When combined with the natural caffeine content of green tea, EGCG seems to stimulate the central nervous system and transform fat into fuel (thermogenesis). One study, a randomized controlled trial in 240 men and women that went on for 12 weeks showed significant decreases in body weight, body fat percentage, abdominal fat and waist circumference. Various other studies have been done that don’t show significant weight loss and inconclusive results mean more research is needed in this area.
Some controlled trials have showed a mild reduction in blood sugar levels from green tea. This could possibly lower the risk of developing type II diabetes with long term consumption.
Not all green teas are created equal
An analysis of the purity and strength of 30 green tea products by ConsumerLab.com offered some interesting results. They found greatly varying EGCG levels in the various brands, including bottled and brewable green tea. Brands also varied considerably in the amount of caffeine they contained. While some contained virtually none, others contained a similar amount to what is found in a regular cup of coffee. Their tests of brewable teas even revealed lead contamination in the tea leaves of some of the products. None of the products exceeded the USDA lead limit when brewed but high amounts of lead remained in the tea leaves.

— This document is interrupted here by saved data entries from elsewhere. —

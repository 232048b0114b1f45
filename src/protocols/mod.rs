// SPDX-License-Identifier: GPL-2.0-or-later

//! Protocol request executors.
//!
//! Every executor compiles its template against a target, generates
//! request variants from the payload iterator, dispatches them on a
//! bounded worker pool and streams result envelopes over a channel that
//! is closed exactly once, after the pool has drained. Recoverable
//! errors accumulate in a multi-error which is sent as the final
//! envelope.

pub mod dns;
mod error;
mod event;
pub mod http;
pub mod network;
pub mod utils;

#[cfg(test)]
mod tests;

pub use error::{MultiError, RequestError};
pub use event::{create_event, EventParts, InternalEvent, WrappedEvent};

use std::sync::atomic::{AtomicBool, AtomicUsize, Ordering};
use std::sync::Arc;
use std::time::Duration;

use crate::auth::FileAuthProvider;
use crate::models::Protocol;
use crate::runtime::{Dialer, RateLimiter, WorkerPool};
use crate::vars::{self, Variables};

/// One envelope of the result stream.
#[derive(Debug)]
pub enum RequestResult {
    Event(WrappedEvent),
    Error(RequestError),
}

/// Write sink for request status and stored debug data.
pub trait Output: Send + Sync {
    fn request(
        &self,
        template_path: &str,
        target: &str,
        protocol: Protocol,
        error: Option<&RequestError>,
    );
    fn write_store_debug_data(&self, target: &str, template_id: &str, protocol: Protocol, data: &str);
}

/// Scan progress counters.
pub trait Progress: Send + Sync {
    fn increment_requests(&self);
    fn increment_failed_requests_by(&self, count: usize);
}

/// An event waiting for its out-of-band interaction.
pub struct OastRequest {
    pub placeholders: Vec<String>,
    pub event: WrappedEvent,
}

/// Out-of-band interaction collaborator. Correlation tokens are
/// submitted here; completed events arrive asynchronously through the
/// collaborator's own registry.
pub trait Interactsh: Send + Sync {
    /// Rewrites interaction markers in `text`, returning the rewritten
    /// text and the accumulated placeholder URLs.
    fn replace(&self, text: &str, existing: Vec<String>) -> (String, Vec<String>);
    /// Records the placeholder URLs on an event under construction.
    fn make_placeholders(&self, placeholders: &[String], event: &mut InternalEvent);
    /// Registers an event to be completed when (or if) the interaction
    /// arrives within the poll window.
    fn request_event(&self, request: OastRequest);
}

/// Narrow view on the operator engine used from raw TCP input captures.
pub trait Operators: Send + Sync {
    /// Runs the internal extractors over captured data, returning newly
    /// harvested variables.
    fn execute_internal_extractors(&self, data: &InternalEvent) -> Variables;
}

/// CLI and environment level options relevant to request execution.
#[derive(Clone)]
pub struct ScanOptions {
    /// Variables passed on the command line or environment.
    pub vars: Variables,
    /// Connection timeout for all dials.
    pub timeout: Duration,
    /// Global payload concurrency knob. Worker pools of templates whose
    /// thread count equals this value track changes between iterations.
    pub payload_concurrency: Arc<AtomicUsize>,
    /// Probe identical endpoints once per template execution.
    pub disable_clustering: bool,
    /// Store request/response dumps through the output sink.
    pub store_response: bool,
}

impl Default for ScanOptions {
    fn default() -> Self {
        Self {
            vars: Variables::new(),
            timeout: Duration::from_secs(10),
            payload_concurrency: Arc::new(AtomicUsize::new(25)),
            disable_clustering: false,
            store_response: false,
        }
    }
}

/// Everything an executor needs besides the template itself. Shared
/// resources (dialer, rate limiter) are constructed once at program
/// start and passed by reference to all executors.
#[derive(Clone)]
pub struct ExecutorOptions {
    pub template_id: String,
    pub template_path: String,
    /// Template variable definitions; values may contain expressions and
    /// are evaluated against the base variables per target.
    pub variables: Variables,
    /// Template constants.
    pub constants: Variables,
    pub options: ScanOptions,
    pub output: Arc<dyn Output>,
    pub progress: Arc<dyn Progress>,
    pub interactsh: Option<Arc<dyn Interactsh>>,
    pub operators: Option<Arc<dyn Operators>>,
    pub auth: Option<Arc<FileAuthProvider>>,
    pub rate_limiter: Arc<RateLimiter>,
    pub dialer: Dialer,
    pub stop_at_first_match: bool,
}

impl ExecutorOptions {
    /// Evaluates the template variable definitions against the base
    /// variables of the current target.
    pub fn evaluate_variables(&self, base: &Variables) -> Variables {
        let mut out = Variables::new();
        for (name, value) in self.variables.iter() {
            match vars::evaluate(&value.to_string(), base) {
                Ok(evaluated) => out.insert(name.clone(), evaluated),
                Err(_) => out.insert(name.clone(), value.clone()),
            }
        }
        out
    }

    /// The worker pool for a template thread count, plus whether the
    /// pool has to track the global payload concurrency option.
    pub fn pool_for(&self, threads: usize) -> (WorkerPool, bool) {
        let follow_global = threads == self.options.payload_concurrency.load(Ordering::SeqCst);
        (WorkerPool::new(threads), follow_global)
    }

    /// Resize checkpoint executed on every payload iteration; a no-op
    /// when nothing changed.
    pub fn resize_checkpoint(&self, pool: &WorkerPool, follow_global: bool) {
        if follow_global {
            let global = self.options.payload_concurrency.load(Ordering::SeqCst);
            if pool.size() != global {
                pool.resize(global);
            }
        }
    }
}

/// Cancellation flag carried by every dispatch.
pub type CancelToken = Arc<AtomicBool>;

pub(crate) fn cancelled(token: &CancelToken) -> bool {
    token.load(Ordering::SeqCst)
}
// SPDX-License-Identifier: GPL-2.0-or-later

use tracing::debug;

use crate::models::{NetworkRequest, Target};

use super::super::{utils, ExecutorOptions, MultiError, RequestError};

/// Filters the template's candidate ports to those observed open.
///
/// A single-port template skips probing. When every probe fails, the
/// aggregated error is returned; a partially failing scan only logs and
/// continues with the open subset.
pub(super) async fn open_ports(
    request: &NetworkRequest,
    target: &Target,
    options: &ExecutorOptions,
) -> Result<Vec<u16>, RequestError> {
    if request.ports.len() == 1 {
        return Ok(request.ports.clone());
    }
    let mut errors = MultiError::new();
    let mut open = Vec::new();
    for &port in &request.ports {
        let mut cloned = target.clone();
        if let Err(reason) = cloned.use_network_port(port, &request.exclude_ports) {
            errors.push(RequestError::Configuration(reason));
            continue;
        }
        let addr = match utils::get_address(&cloned.address()) {
            Ok(addr) => addr,
            Err(e) => {
                errors.push(e);
                continue;
            }
        };
        match options.dialer.dial_addr(&addr, false).await {
            Ok(conn) => {
                drop(conn);
                open.push(port);
            }
            Err(e) => errors.push(e.into()),
        }
    }
    if open.is_empty() {
        return Err(RequestError::NoOpenPorts(errors));
    }
    if !errors.is_empty() {
        debug!(
            template = %options.template_id,
            errors = %errors,
            "got errors while checking open ports"
        );
    }
    Ok(open)
}
// SPDX-License-Identifier: GPL-2.0-or-later

use std::collections::HashMap;

use crate::vars::{VarValue, Variables};

/// Standard web ports that are kept when a network template asks for a
/// port override; dialing 80/8080/8081 with a raw TCP probe is redundant
/// when the input already carries them.
const HTTP_PORTS: [u16; 3] = [80, 8080, 8081];

/// A single scan target together with its per-target state.
///
/// Cloning is deep: mutating a clone (e.g. overriding the port during
/// port scanning) never affects the parent context.
#[derive(Debug, Clone, Default)]
pub struct Target {
    /// The raw input: a URL, a hostname or a `host:port` pair.
    pub input: String,
    /// Optional metadata carried alongside the input.
    pub metadata: HashMap<String, VarValue>,
    /// Per-target template context variables.
    pub template_ctx: Variables,
    /// Port override applied while executing a template, if any.
    pub port: Option<u16>,
}

impl Target {
    pub fn new(input: impl Into<String>) -> Self {
        Self {
            input: input.into(),
            ..Default::default()
        }
    }

    /// The input with any port override applied.
    pub fn address(&self) -> String {
        let Some(port) = self.port else {
            return self.input.clone();
        };
        if self.input.contains("://") {
            if let Ok(mut parsed) = url::Url::parse(&self.input) {
                if parsed.set_port(Some(port)).is_ok() {
                    return parsed.to_string();
                }
            }
        }
        match self.input.rsplit_once(':') {
            Some((host, tail)) if tail.chars().all(|c| c.is_ascii_digit()) => {
                format!("{host}:{port}")
            }
            _ => format!("{}:{port}", self.input),
        }
    }

    /// Overrides the target port with the one requested by a template.
    ///
    /// The override is skipped when the requested port is excluded, and
    /// when the input already carries a non-HTTP(S) port (reduces
    /// redundant dials to service ports the input pinned explicitly).
    pub fn use_network_port(&mut self, port: u16, exclude: &[u16]) -> Result<(), String> {
        if port == 0 {
            return Err("port can not be zero".to_string());
        }
        if exclude.contains(&port) {
            return Err(format!("port {port} is excluded by the template"));
        }
        if let Some((_, tail)) = self.input.rsplit_once(':') {
            if let Ok(existing) = tail.parse::<u16>() {
                if !HTTP_PORTS.contains(&existing) {
                    // keep the explicitly pinned port
                    return Ok(());
                }
            }
        }
        self.port = Some(port);
        Ok(())
    }
}

#[cfg(test)]
mod tests {
    use super::*;

    #[test]
    fn clone_is_deep() {
        let mut parent = Target::new("example.com");
        parent.template_ctx.insert("k", "v");
        let mut child = parent.clone();
        child.port = Some(8080);
        child.template_ctx.insert("k", "other");
        assert_eq!(parent.port, None);
        assert_eq!(parent.template_ctx.get("k").unwrap().to_string(), "v");
    }

    #[test]
    fn port_override_applies_to_bare_host() {
        let mut target = Target::new("example.com");
        target.use_network_port(5432, &[]).unwrap();
        assert_eq!(target.address(), "example.com:5432");
    }

    #[test]
    fn pinned_non_http_port_wins() {
        let mut target = Target::new("example.com:6379");
        target.use_network_port(5432, &[]).unwrap();
        assert_eq!(target.address(), "example.com:6379");
    }

    #[test]
    fn http_port_is_replaced() {
        let mut target = Target::new("example.com:8080");
        target.use_network_port(5432, &[]).unwrap();
        assert_eq!(target.address(), "example.com:5432");
    }

    #[test]
    fn excluded_port_is_rejected() {
        let mut target = Target::new("example.com");
        assert!(target.use_network_port(9999, &[9999]).is_err());
    }
}
// SPDX-License-Identifier: GPL-2.0-or-later

//! Typed variable maps used throughout request building. Values are a
//! small sum type; coercion to a string happens at substitution time so
//! callers never deal with an untyped map.

mod expressions;
mod replacer;

pub use expressions::{
    contains_unresolved_variables, contains_variables_with_ignore_list, evaluate, evaluate_bytes,
    ExpressionError,
};
pub use replacer::{replace, replace_bytes};

use std::collections::HashMap;
use std::fmt::{self, Display};

use serde::Deserialize;

/// A single variable value. Bytes stem from raw capture reads and are
/// rendered lossily when substituted into text.
#[derive(Debug, Clone, PartialEq, Deserialize)]
#[serde(untagged)]
pub enum VarValue {
    Bool(bool),
    Number(i64),
    String(String),
    Bytes(Vec<u8>),
}

impl Display for VarValue {
    fn fmt(&self, f: &mut fmt::Formatter<'_>) -> fmt::Result {
        match self {
            VarValue::Bool(b) => write!(f, "{b}"),
            VarValue::Number(n) => write!(f, "{n}"),
            VarValue::String(s) => write!(f, "{s}"),
            VarValue::Bytes(b) => write!(f, "{}", String::from_utf8_lossy(b)),
        }
    }
}

impl From<&str> for VarValue {
    fn from(value: &str) -> Self {
        VarValue::String(value.to_string())
    }
}

impl From<String> for VarValue {
    fn from(value: String) -> Self {
        VarValue::String(value)
    }
}

impl From<i64> for VarValue {
    fn from(value: i64) -> Self {
        VarValue::Number(value)
    }
}

impl From<u16> for VarValue {
    fn from(value: u16) -> Self {
        VarValue::Number(value as i64)
    }
}

impl From<bool> for VarValue {
    fn from(value: bool) -> Self {
        VarValue::Bool(value)
    }
}

impl From<Vec<u8>> for VarValue {
    fn from(value: Vec<u8>) -> Self {
        VarValue::Bytes(value)
    }
}

/// An ordered-insensitive mapping of variable names to values.
///
/// Merging is strictly last-write-wins across layers; within one layer the
/// result does not depend on insertion order.
#[derive(Debug, Clone, Default, PartialEq, Deserialize)]
#[serde(transparent)]
pub struct Variables {
    inner: HashMap<String, VarValue>,
}

impl Variables {
    pub fn new() -> Self {
        Self::default()
    }

    pub fn insert(&mut self, name: impl Into<String>, value: impl Into<VarValue>) {
        self.inner.insert(name.into(), value.into());
    }

    pub fn get(&self, name: &str) -> Option<&VarValue> {
        self.inner.get(name)
    }

    pub fn contains(&self, name: &str) -> bool {
        self.inner.contains_key(name)
    }

    pub fn len(&self) -> usize {
        self.inner.len()
    }

    pub fn is_empty(&self) -> bool {
        self.inner.is_empty()
    }

    pub fn iter(&self) -> impl Iterator<Item = (&String, &VarValue)> {
        self.inner.iter()
    }

    /// Overlays `other` onto `self`; colliding names take the value from
    /// `other`.
    pub fn extend_from(&mut self, other: &Variables) {
        for (k, v) in other.iter() {
            self.inner.insert(k.clone(), v.clone());
        }
    }

    /// Merges the given layers left to right, later layers overriding
    /// earlier ones. Empty layers are permitted and contribute nothing.
    pub fn merged(layers: &[&Variables]) -> Variables {
        let mut out = Variables::new();
        for layer in layers {
            out.extend_from(layer);
        }
        out
    }
}

impl<K: Into<String>, V: Into<VarValue>> FromIterator<(K, V)> for Variables {
    fn from_iter<T: IntoIterator<Item = (K, V)>>(iter: T) -> Self {
        let mut vars = Variables::new();
        for (k, v) in iter {
            vars.insert(k, v);
        }
        vars
    }
}

impl IntoIterator for Variables {
    type Item = (String, VarValue);
    type IntoIter = std::collections::hash_map::IntoIter<String, VarValue>;

    fn into_iter(self) -> Self::IntoIter {
        self.inner.into_iter()
    }
}

#[cfg(test)]
mod tests {
    use super::*;

    #[test]
    fn merge_is_last_write_wins_between_layers() {
        let defaults: Variables = [("Host", "a"), ("Scheme", "http")].into_iter().collect();
        let options: Variables = [("Host", "b")].into_iter().collect();
        let payload: Variables = [("Host", "c"), ("extra", "x")].into_iter().collect();

        let merged = Variables::merged(&[&defaults, &options, &payload]);
        assert_eq!(merged.get("Host"), Some(&VarValue::from("c")));
        assert_eq!(merged.get("Scheme"), Some(&VarValue::from("http")));
        assert_eq!(merged.get("extra"), Some(&VarValue::from("x")));
    }

    #[test]
    fn merge_with_empty_layers() {
        let empty = Variables::new();
        let only: Variables = [("a", 1i64)].into_iter().collect();
        let merged = Variables::merged(&[&empty, &only, &empty]);
        assert_eq!(merged.len(), 1);
        assert_eq!(merged.get("a"), Some(&VarValue::Number(1)));
    }

    #[test]
    fn value_coercion_to_string() {
        assert_eq!(VarValue::Number(8080).to_string(), "8080");
        assert_eq!(VarValue::Bool(true).to_string(), "true");
        assert_eq!(VarValue::Bytes(b"abc".to_vec()).to_string(), "abc");
    }
}
// SPDX-License-Identifier: GPL-2.0-or-later

use std::sync::atomic::{AtomicUsize, Ordering};
use std::sync::Arc;

use tokio::sync::{OwnedSemaphorePermit, Semaphore};

/// Bounded worker pool for payload iteration.
///
/// The pool may be resized between iterations to track the global
/// payload concurrency option. Growing takes effect immediately;
/// shrinking takes effect as in-flight workers release their permits.
#[derive(Clone)]
pub struct WorkerPool {
    semaphore: Arc<Semaphore>,
    size: Arc<AtomicUsize>,
}

impl WorkerPool {
    pub fn new(size: usize) -> Self {
        let size = size.max(1);
        Self {
            semaphore: Arc::new(Semaphore::new(size)),
            size: Arc::new(AtomicUsize::new(size)),
        }
    }

    pub fn size(&self) -> usize {
        self.size.load(Ordering::SeqCst)
    }

    /// Resizes the pool; a no-op when the size is unchanged.
    pub fn resize(&self, new_size: usize) {
        let new_size = new_size.max(1);
        let current = self.size.swap(new_size, Ordering::SeqCst);
        if new_size > current {
            self.semaphore.add_permits(new_size - current);
        } else if new_size < current {
            self.semaphore.forget_permits(current - new_size);
        }
    }

    /// Acquires a worker slot, waiting until one is free.
    pub async fn acquire(&self) -> OwnedSemaphorePermit {
        self.semaphore
            .clone()
            .acquire_owned()
            .await
            .expect("worker pool semaphore is never closed")
    }
}

#[cfg(test)]
mod tests {
    use super::*;
    use std::time::Duration;

    #[tokio::test]
    async fn bounds_concurrency() {
        let pool = WorkerPool::new(2);
        let a = pool.acquire().await;
        let _b = pool.acquire().await;
        // third slot is not available
        assert!(
            tokio::time::timeout(Duration::from_millis(50), pool.acquire())
                .await
                .is_err()
        );
        drop(a);
        assert!(
            tokio::time::timeout(Duration::from_millis(50), pool.acquire())
                .await
                .is_ok()
        );
    }

    #[tokio::test]
    async fn resize_grows_available_permits() {
        let pool = WorkerPool::new(1);
        let _a = pool.acquire().await;
        pool.resize(2);
        assert_eq!(pool.size(), 2);
        assert!(
            tokio::time::timeout(Duration::from_millis(50), pool.acquire())
                .await
                .is_ok()
        );
    }

    #[tokio::test]
    async fn resize_to_same_size_is_a_noop() {
        let pool = WorkerPool::new(3);
        pool.resize(3);
        assert_eq!(pool.size(), 3);
        let _a = pool.acquire().await;
        let _b = pool.acquire().await;
        let _c = pool.acquire().await;
    }

    #[tokio::test]
    async fn shrink_reduces_size() {
        let pool = WorkerPool::new(5);
        pool.resize(2);
        assert_eq!(pool.size(), 2);
        let _a = pool.acquire().await;
        let _b = pool.acquire().await;
        assert!(
            tokio::time::timeout(Duration::from_millis(50), pool.acquire())
                .await
                .is_err()
        );
    }
}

What to look for in a green tea
It is critical to choose and use green tea wisely.
- Green tea brewed from loose tea leaves appears to offer the most potent source of antioxidants like EGCG. Drinking some bottled green teas is just as good as drinking flavored water!
- You have probably heard of Matcha which is a fine powder made from green tea leaves. When you drink this tea, you are consuming the leaves so you get the fully potency of the antioxidants. However, some of these powders contain additives and sweeteners. Another concern is the possibility of contaminated leaves being used to make the powder.
- When selecting tea of any kind, it should preferably be organic (no pesticides!)
- Even when you buy organic tea, you need to check where it is grown. Heavy metals and other toxins from soil and water subjected to pollution can penetrate into the tea leaves. The purest, high quality tea will come from a pristine growing environment.
- Remember that caffeine content can vary widely.
It is important to drink green tea in moderate amounts. Drinking excessive amounts is not advised as this can cause some serious side effects. Pregnant and breastfeeding women should avoid green tea. To be safe, it’s always best to check with a health care provider before drinking green tea, especially if you also take other medications.
Drinking green tea every day has the potential to benefit your health in many ways. It can even prolong your life by lowering your risk of chronic diseases such as heart disease and cancer. It may help you to lose weight and feel better too. However, you need to make sure the brand you are drinking is of good quality and be wise about the amount you drink.